=== Begin Enclosure ===

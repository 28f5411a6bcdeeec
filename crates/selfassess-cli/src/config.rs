//! CLI configuration.

use std::path::{Path, PathBuf};

use anyhow::{Context, Result};
use serde::{Deserialize, Serialize};

use selfassess_core::storage::validate_key;

/// Top-level selfassess configuration.
#[derive(Debug, Clone, PartialEq, Serialize, Deserialize)]
pub struct SelfassessConfig {
    /// Directory holding saved progress.
    #[serde(default = "default_state_dir")]
    pub state_dir: PathBuf,
    /// Key the in-progress survey is saved under.
    #[serde(default = "default_storage_key")]
    pub storage_key: String,
    /// URL included when sharing the survey.
    #[serde(default)]
    pub share_url: String,
}

fn default_state_dir() -> PathBuf {
    PathBuf::from("./.selfassess")
}
fn default_storage_key() -> String {
    "lebanese-assessment-progress".to_string()
}

impl Default for SelfassessConfig {
    fn default() -> Self {
        Self {
            state_dir: default_state_dir(),
            storage_key: default_storage_key(),
            share_url: String::new(),
        }
    }
}

/// Resolve environment variable references like `${VAR_NAME}` in a string.
///
/// Substituted values are inserted verbatim and never rescanned.
fn resolve_env_vars(s: &str) -> String {
    let mut result = String::with_capacity(s.len());
    let mut rest = s;
    while let Some(start) = rest.find("${") {
        let Some(end) = rest[start..].find('}') else {
            break;
        };
        result.push_str(&rest[..start]);
        let var_name = &rest[start + 2..start + end];
        result.push_str(&std::env::var(var_name).unwrap_or_default());
        rest = &rest[start + end + 1..];
    }
    result.push_str(rest);
    result
}

/// Load config from an explicit path, or search the default locations.
///
/// Search order:
/// 1. `path`, if given (must exist)
/// 2. `selfassess.toml` in the current directory
/// 3. `~/.config/selfassess/config.toml`
///
/// Environment variable overrides: `SELFASSESS_STATE_DIR`, `SELFASSESS_SHARE_URL`.
pub fn load_config_from(path: Option<&Path>) -> Result<SelfassessConfig> {
    let config_path = if let Some(p) = path {
        if p.exists() {
            Some(p.to_path_buf())
        } else {
            anyhow::bail!("config file not found: {}", p.display());
        }
    } else {
        let local = PathBuf::from("selfassess.toml");
        if local.exists() {
            Some(local)
        } else {
            dirs_path()
                .map(|home| home.join(".config/selfassess/config.toml"))
                .filter(|p| p.exists())
        }
    };

    let mut config = match config_path {
        Some(p) => {
            let content = std::fs::read_to_string(&p)
                .with_context(|| format!("failed to read config: {}", p.display()))?;
            tracing::debug!("loaded config from {}", p.display());
            parse_config(&content)
                .with_context(|| format!("failed to parse config: {}", p.display()))?
        }
        None => SelfassessConfig::default(),
    };

    if let Ok(dir) = std::env::var("SELFASSESS_STATE_DIR") {
        config.state_dir = PathBuf::from(dir);
    }
    if let Ok(url) = std::env::var("SELFASSESS_SHARE_URL") {
        config.share_url = url;
    }

    Ok(config)
}

/// Parse a config document and expand `${VAR}` references.
pub fn parse_config(content: &str) -> Result<SelfassessConfig> {
    let mut config: SelfassessConfig = toml::from_str(content)?;
    config.state_dir = PathBuf::from(resolve_env_vars(&config.state_dir.to_string_lossy()));
    config.storage_key = resolve_env_vars(&config.storage_key);
    config.share_url = resolve_env_vars(&config.share_url);
    validate_key(&config.storage_key)?;
    Ok(config)
}

fn dirs_path() -> Option<PathBuf> {
    std::env::var_os("HOME").map(PathBuf::from)
}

=== End Enclosure ===

Activity » Every line of the records containing the word "variable" must appear in the answer.

Worked solution »
/// Resolve environment variable references like `${VAR_NAME}` in a string.
/// Environment variable overrides: `SELFASSESS_STATE_DIR`, `SELFASSESS_SHARE_URL`.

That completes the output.